3.8 KiB
3.8 KiB
QRIS Soundbox Platform Operational Runbook
Scope
Runbook ini untuk pilot/staging/production operator. Semua command diasumsikan dijalankan dari root repo atau release directory.
Pre-Deploy
- Pull/build release artifact.
- Isi environment production dan pastikan secret bukan default.
- Jalankan:
npm ci
npm run typecheck
npm audit
npm run db:migrate
npm run deploy:check-env
npm run mqtt:check-acl -- --file /etc/mosquitto/acl
- Buat/cek admin dan merchant user production:
npm run admin:create-user -- --email <email> --name <name> --role admin --password <strong-password>
npm run merchant:create-user -- --merchant <merchant-id-or-code> --email <email> --name <name> --role owner --password <strong-password>
Deploy
- Jalankan migration sebelum service baru menerima traffic:
npm run db:migrate
- Start/restart service dengan
LOG_FORMAT=json. - Cek:
curl -fsS http://127.0.0.1:3000/health
curl -fsS http://127.0.0.1:3000/health/deep
- Cek admin authenticated health:
curl -fsS -H "Authorization: Bearer <admin-token>" http://127.0.0.1:3000/admin/health/deep
Post-Deploy Smoke
npm run smoke:e2e
npm run ui:qa
npm run smoke:mqtt-real
MQTT_TEST_DEVICE_A_USERNAME=<device-a-id> MQTT_TEST_DEVICE_A_PASSWORD=<secret-a> MQTT_TEST_DEVICE_B_USERNAME=<device-b-id> npm run smoke:mqtt-acl
Untuk staging/production-like baseline:
BASE_URL=https://staging.example.com npm run load:test:staging
Simpan report reports/load-staging-*.json bersama catatan release.
Backup
Sebelum deploy besar dan minimal harian:
npm run backup:production -- --out /var/backups/qris --include-mosquitto
Pastikan backup disalin ke storage aman dan terenkripsi. File penting:
- Postgres dump
.dump - Mosquitto passwd
- Mosquitto ACL
- Environment/secret reference di secret manager, bukan file plain text
Restore Drill
- Siapkan database disposable.
- Tampilkan rencana:
npm run restore:plan -- --backup /var/backups/qris/<dump>.dump
- Jalankan restore hanya ke database disposable:
npm run restore:plan -- --backup /var/backups/qris/<dump>.dump -- --execute
- Start service mengarah ke DB restore.
- Validasi:
npm run restore:validate
Rollback
- Hentikan traffic ke release baru.
- Rollback service image/release ke versi sebelumnya.
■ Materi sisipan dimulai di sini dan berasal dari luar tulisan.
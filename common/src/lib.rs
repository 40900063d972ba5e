pub mod metrics;
pub mod tracer;

/// A single digitised sample as stored on disk.
pub type Sample = f32;
/// Working precision of the conditioning and timing stages.
pub type Real = f64;

/// Detector channel identifier, as used in the `wave_<channel>.dat` file names.
pub type Channel = u32;
pub type EventIndex = usize;
pub type RunNumber = u32;

/// Number of samples digitised per channel per event.
pub const SAMPLES_PER_EVENT: usize = 1024;

/// Number of leading samples used to estimate the pedestal and the noise floor.
pub const BASELINE_SAMPLES: usize = 128;

/// The digitiser provides at most this many detector channels besides the trigger.
pub const MAX_DETECTOR_CHANNELS: usize = 16;

pub const BYTES_PER_SAMPLE: usize = size_of::<Sample>();
pub const BYTES_PER_EVENT: usize = SAMPLES_PER_EVENT * BYTES_PER_SAMPLE;

/// Returns an iterator over every detector channel the digitiser can provide.
pub fn detector_channels() -> impl Iterator<Item = Channel> {
    0..MAX_DETECTOR_CHANNELS as Channel
}
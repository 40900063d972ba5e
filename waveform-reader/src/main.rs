use anyhow::Context;
use clap::Parser;
use hrppd_common::{
    Real, RunNumber, init_tracer,
    metrics::component_info_metric,
    tracer::TracerOptions,
};
use std::path::PathBuf;
use tracing::info;
use waveform_reader::{Ntupler, RunLayout};

#[derive(Debug, Parser)]
#[clap(author, version, about)]
struct Cli {
    /// Directory holding the raw `run<N>` directories
    #[clap(long, env)]
    raw_data_path: PathBuf,

    /// Directory the ntuple file is written to
    #[clap(long, env)]
    ntuple_path: PathBuf,

    #[clap(long)]
    run_number: RunNumber,

    /// Converts only this many events from the start of the run, if given
    #[clap(long)]
    number_of_events: Option<usize>,

    /// Sample interval in picoseconds, recorded in the ntuple header
    #[clap(long, env, default_value = "200")]
    sample_interval: Real,

    /// If set, then OpenTelemetry data is sent to the URL specified, otherwise the standard tracing subscriber is used
    #[clap(long)]
    otel_endpoint: Option<String>,

    /// All OpenTelemetry spans are emitted with this as their `service.namespace` property
    #[clap(long, default_value = "")]
    otel_namespace: String,
}

#[tokio::main]
async fn main() -> anyhow::Result<()> {
    let args = Cli::parse();

    let _tracer = init_tracer!(TracerOptions::new(
        args.otel_endpoint.as_deref(),
        args.otel_namespace.clone()
    ));
    component_info_metric("ntupler");

    let ntupler = Ntupler::new(
        RunLayout::new(&args.raw_data_path, &args.ntuple_path),
        args.sample_interval,
    );
    let run = args.run_number;
    let max_events = args.number_of_events;
    let (path, num_events) =
        tokio::task::spawn_blocking(move || ntupler.convert(run, max_events))
            .await?
            .with_context(|| format!("Cannot convert run {run}"))?;
    info!("Run {run}: {num_events} events in {}", path.display());
    Ok(())
}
- Jika migration baru hanya additive, jangan rollback database.
- Jika database harus dikembalikan, restore dari backup terbaru ke database disposable dulu, lalu promote sesuai prosedur infra.
- Jalankan
/health,/admin/health/deep, dan smoke minimal.
Incident Response
API latency/error naik
- Cek
/admin/observability/summary. - Cek log dengan
request_id/trace_id. - Cek Postgres connection dan slow query.
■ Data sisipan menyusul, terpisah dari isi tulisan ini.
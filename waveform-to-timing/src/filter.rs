//! Frequency-domain low-pass filtering of conditioned waveforms.
use hrppd_common::Real;
use rustfft::{Fft, FftPlanner, num_complex::Complex};
use std::{fmt, sync::Arc};

pub const DEFAULT_ORDER: i32 = 8;

/// Spectrum values below this are reported as this, in dB.
const SPECTRUM_FLOOR_DB: Real = -200.0;

/// Butterworth-style magnitude response at `frequency`.
pub fn butterworth_response(frequency: Real, cutoff: Real, order: i32) -> Real {
    1.0 / (1.0 + (frequency / cutoff).powi(2 * order))
}

/// The filtered waveform together with its spectrum before and after filtering.
#[derive(Default, Debug, Clone, PartialEq)]
pub struct FilteredWaveform {
    pub samples: Vec<Real>,
    /// `20·log10(|X_k|/√N)` for the first `N/2` bins.
    pub spectrum_before: Vec<Real>,
    pub spectrum_after: Vec<Real>,
}

pub struct LowPassFilter {
    size: usize,
    cutoff: Real,
    sampling_rate: Real,
    order: i32,
    forward: Arc<dyn Fft<Real>>,
    inverse: Arc<dyn Fft<Real>>,
    scratch: Vec<Complex<Real>>,
}

impl fmt::Debug for LowPassFilter {
    fn fmt(&self, f: &mut fmt::Formatter<'_>) -> fmt::Result {
        f.debug_struct("LowPassFilter")
            .field("size", &self.size)
            .field("cutoff", &self.cutoff)
            .field("sampling_rate", &self.sampling_rate)
            .field("order", &self.order)
            .finish()
    }
}

impl LowPassFilter {
    pub fn new(size: usize, cutoff: Real, sampling_rate: Real) -> Self {
        Self::with_order(size, cutoff, sampling_rate, DEFAULT_ORDER)
    }

    pub fn with_order(size: usize, cutoff: Real, sampling_rate: Real, order: i32) -> Self {
        let mut planner = FftPlanner::new();
        let forward = planner.plan_fft_forward(size);
        let inverse = planner.plan_fft_inverse(size);
        let scratch_len = forward
            .get_inplace_scratch_len()
            .max(inverse.get_inplace_scratch_len());
        Self {
            size,
            cutoff,
            sampling_rate,
            order,
            forward,
            inverse,
            scratch: vec![Complex::default(); scratch_len],
        }
    }

    pub fn size(&self) -> usize {
        self.size
    }

    /// Physical frequency of bin `k`. Bins above `N/2` are the negative
    /// frequencies and take the frequency of their mirror bin.
    pub fn bin_frequency(&self, k: usize) -> Real {
        k.min(self.size - k) as Real * self.sampling_rate / self.size as Real
    }

    pub fn response(&self, k: usize) -> Real {
        butterworth_response(self.bin_frequency(k), self.cutoff, self.order)
    }

    fn spectrum_db(&self, spectrum: &[Complex<Real>]) -> Vec<Real> {
        let norm = (self.size as Real).sqrt();
        spectrum
            .iter()
            .take(self.size / 2)
            .map(|x| (20.0 * (x.norm() / norm).log10()).max(SPECTRUM_FLOOR_DB))
            .collect()
    }

    /// Filters `waveform`, which is zero-padded or truncated to the planned size.
    pub fn apply(&mut self, waveform: &[Real]) -> FilteredWaveform {
        let mut buffer: Vec<Complex<Real>> = waveform
            .iter()
            .map(|&v| Complex::new(v, 0.0))
            .chain(std::iter::repeat(Complex::default()))
            .take(self.size)
            .collect();
        self.forward
            .process_with_scratch(&mut buffer, &mut self.scratch);
        let spectrum_before = self.spectrum_db(&buffer);

        for (k, x) in buffer.iter_mut().enumerate() {
            *x *= self.response(k);
        }
        let spectrum_after = self.spectrum_db(&buffer);

        self.inverse
            .process_with_scratch(&mut buffer, &mut self.scratch);
        let scale = 1.0 / self.size as Real;
        FilteredWaveform {
            samples: buffer.iter().map(|x| x.re * scale).collect(),
            spectrum_before,
            spectrum_after,
        }
    }
}

#[cfg(test)]
mod tests {
    use super::*;
    use assert_approx_eq::assert_approx_eq;
    use hrppd_common::SAMPLES_PER_EVENT;
    use rand::{Rng, SeedableRng, rngs::StdRng};
    use std::f64::consts::PI;

    const SAMPLING_RATE: Real = 5e9;

    fn gaussian_pulse() -> Vec<Real> {
        (0..SAMPLES_PER_EVENT)
            .map(|i| -40.0 * (-((i as Real - 520.0) / 12.0).powi(2) / 2.0).exp())
            .collect()
    }

    fn sine(frequency: Real, amplitude: Real) -> Vec<Real> {
        (0..SAMPLES_PER_EVENT)
            .map(|i| amplitude * (2.0 * PI * frequency * i as Real / SAMPLING_RATE).sin())
            .collect()
    }

    fn max_abs_difference(a: &[Real], b: &[Real]) -> Real {
        a.iter()
            .zip(b)
            .map(|(x, y)| (x - y).abs())
            .fold(0.0, Real::max)
    }

    #[test]
    fn response_shape() {
        assert_eq!(butterworth_response(0.0, 1e9, 8), 1.0);
        assert_approx_eq!(butterworth_response(1e9, 1e9, 8), 0.5);
        assert!(butterworth_response(2e9, 1e9, 8) < 1e-4);
    }

    #[test]
    fn bin_frequencies_are_mirrored() {
        let filter = LowPassFilter::new(SAMPLES_PER_EVENT, 0.7e9, SAMPLING_RATE);
        assert_eq!(filter.bin_frequency(0), 0.0);
        assert_eq!(filter.bin_frequency(1), filter.bin_frequency(SAMPLES_PER_EVENT - 1));
        assert_eq!(filter.bin_frequency(SAMPLES_PER_EVENT / 2), SAMPLING_RATE / 2.0);
    }

    #[test]
    fn cutoff_at_sampling_rate_is_identity() {
        let mut rng = StdRng::seed_from_u64(3);
        let waveform: Vec<Real> = (0..SAMPLES_PER_EVENT)
            .map(|_| rng.random_range(-50.0..50.0))
            .collect();
        let mut filter = LowPassFilter::new(SAMPLES_PER_EVENT, SAMPLING_RATE, SAMPLING_RATE);
        let filtered = filter.apply(&waveform);
        assert_eq!(filtered.samples.len(), SAMPLES_PER_EVENT);
        assert!(max_abs_difference(&filtered.samples, &waveform) < 1e-2);
    }

    #[test]
    fn cutoff_at_nyquist_keeps_smooth_pulse() {
        let waveform = gaussian_pulse();
        let mut filter = LowPassFilter::new(SAMPLES_PER_EVENT, SAMPLING_RATE / 2.0, SAMPLING_RATE);
        let filtered = filter.apply(&waveform);
        assert!(max_abs_difference(&filtered.samples, &waveform) < 1e-3);
    }

    fn bin_sine(bin: usize, amplitude: Real) -> Vec<Real> {
        sine(bin as Real * SAMPLING_RATE / SAMPLES_PER_EVENT as Real, amplitude)
    }

    #[test]
    fn high_frequency_is_suppressed() {
        let slow = bin_sine(10, 10.0);
        let fast = bin_sine(400, 10.0);
        let waveform: Vec<Real> = slow.iter().zip(&fast).map(|(s, f)| s + f).collect();
        let mut filter = LowPassFilter::new(SAMPLES_PER_EVENT, 0.7e9, SAMPLING_RATE);
        let filtered = filter.apply(&waveform);
        assert!(max_abs_difference(&filtered.samples, &slow) < 1e-3);
    }

    #[test]
    fn spectra_cover_half_the_bins() {
        let mut rng = StdRng::seed_from_u64(11);
        let waveform: Vec<Real> = (0..SAMPLES_PER_EVENT)
            .map(|_| rng.random_range(-5.0..5.0))
            .collect();
        let mut filter = LowPassFilter::new(SAMPLES_PER_EVENT, 0.7e9, SAMPLING_RATE);
        let filtered = filter.apply(&waveform);
        assert_eq!(filtered.spectrum_before.len(), SAMPLES_PER_EVENT / 2);
        assert_eq!(filtered.spectrum_after.len(), SAMPLES_PER_EVENT / 2);
        assert_approx_eq!(filtered.spectrum_before[0], filtered.spectrum_after[0]);
        let last = SAMPLES_PER_EVENT / 2 - 1;
        assert!(filtered.spectrum_after[last] < filtered.spectrum_before[last]);
    }

    #[test]
    fn zero_waveform_stays_zero() {
        let mut filter = LowPassFilter::new(SAMPLES_PER_EVENT, 0.7e9, SAMPLING_RATE);
        let filtered = filter.apply(&vec![0.0; SAMPLES_PER_EVENT]);
        assert!(filtered.samples.iter().all(|&v| v == 0.0));
        assert!(filtered.spectrum_before.iter().all(|&v| v == SPECTRUM_FLOOR_DB));
    }
}
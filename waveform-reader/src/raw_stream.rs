//! Per-channel raw sample streams.
//!
//! A raw stream is the concatenation of one block of [SAMPLES_PER_EVENT]
//! little-endian `f32` samples per event, with no header and no delimiter.
use crate::error::{ReaderError, ReaderResult};
use hrppd_common::{BYTES_PER_EVENT, BYTES_PER_SAMPLE, EventIndex, SAMPLES_PER_EVENT, Sample};
use std::{
    fs::File,
    io::{ErrorKind, Read, Seek, SeekFrom, Write},
    path::{Path, PathBuf},
};
use tracing::warn;

#[derive(Debug)]
pub struct RawChannelStream {
    path: PathBuf,
    file: File,
    num_events: usize,
}

impl RawChannelStream {
    /// Opens the stream and derives the number of whole events it holds.
    /// A partial block at the end of the file is ignored.
    pub fn open(path: &Path) -> ReaderResult<Self> {
        let file = File::open(path)?;
        let file_size = file.metadata()?.len() as usize;
        let trailing = file_size % BYTES_PER_EVENT;
        if trailing != 0 {
            warn!(
                "Stream {} ends with {trailing} bytes of an incomplete event, these are ignored",
                path.display()
            );
        }
        Ok(Self {
            path: path.to_owned(),
            file,
            num_events: file_size / BYTES_PER_EVENT,
        })
    }

    /// Opens a fresh handle on the same file, with its own cursor.
    pub fn reopen(&self) -> ReaderResult<Self> {
        Self::open(&self.path)
    }

    pub fn num_events(&self) -> usize {
        self.num_events
    }

    pub fn path(&self) -> &Path {
        &self.path
    }

    pub fn read_block(&mut self, index: EventIndex) -> ReaderResult<Vec<Sample>> {
        if index >= self.num_events {
            return Err(ReaderError::EventOutOfRange {
                index,
                num_events: self.num_events,
            });
        }
        self.file
            .seek(SeekFrom::Start((index * BYTES_PER_EVENT) as u64))?;
        load_samples(&mut self.file, SAMPLES_PER_EVENT)
    }
}

/// Fills `bytes` from `reader`, reporting how far it got if the data runs out.
pub(crate) fn fill_bytes<R: Read>(reader: &mut R, bytes: &mut [u8]) -> ReaderResult<()> {
    let mut got = 0;
    while got < bytes.len() {
        match reader.read(&mut bytes[got..]) {
            Ok(0) => {
                return Err(ReaderError::UnexpectedEof {
                    expected: bytes.len(),
                    got,
                });
            }
            Ok(num_bytes) => got += num_bytes,
            Err(e) if e.kind() == ErrorKind::Interrupted => continue,
            Err(e) => return Err(e.into()),
        }
    }
    Ok(())
}

/// Reads `size` little-endian samples from `reader`.
pub(crate) fn load_samples<R: Read>(reader: &mut R, size: usize) -> ReaderResult<Vec<Sample>> {
    let mut bytes = vec![0; size * BYTES_PER_SAMPLE];
    fill_bytes(reader, &mut bytes)?;
    Ok(bytes
        .chunks_exact(BYTES_PER_SAMPLE)
        .map(|chunk| {
            let mut sample = [0; BYTES_PER_SAMPLE];
            sample.copy_from_slice(chunk);
            Sample::from_le_bytes(sample)
        })
        .collect())
}

/// Appends one block of samples in the raw stream encoding.
pub fn write_block<W: Write>(writer: &mut W, samples: &[Sample]) -> std::io::Result<()> {
    for sample in samples {
        writer.write_all(&sample.to_le_bytes())?;
    }
    Ok(())
}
- Turunkan traffic atau rate limit jika perlu.
MQTT publish/subscribe bermasalah
- Cek
/admin/mqtt/status. - Cek broker service, certificate, ACL, dan passwd.
- Jalankan
npm run smoke:mqtt-real. - Untuk credential device, rotate via UI atau
npm run mqtt:provision-device.
Export macet
- Cek
/admin/observability/summarybagianexport_jobs. - Pastikan
EXPORT_STORAGE_DIRwritable. - Restart worker/app untuk reset stale running job.
- Jika file expired, minta user membuat export baru.
Login brute force
- Cek audit log action
admin.login.faileddanmerchant.login.failed. - Naikkan strictness
RATE_LIMIT_LOGIN_MAX. - Disable user mencurigakan via DB/admin tooling sementara.
Routine Operations
- Harian: cek health/deep health, backup, MQTT status, failed notification.
- Mingguan: restore drill sample, review audit failed login, review export storage usage.
- Sebelum pilot device baru: provision credential, update broker passwd, validate ACL, smoke MQTT ACL.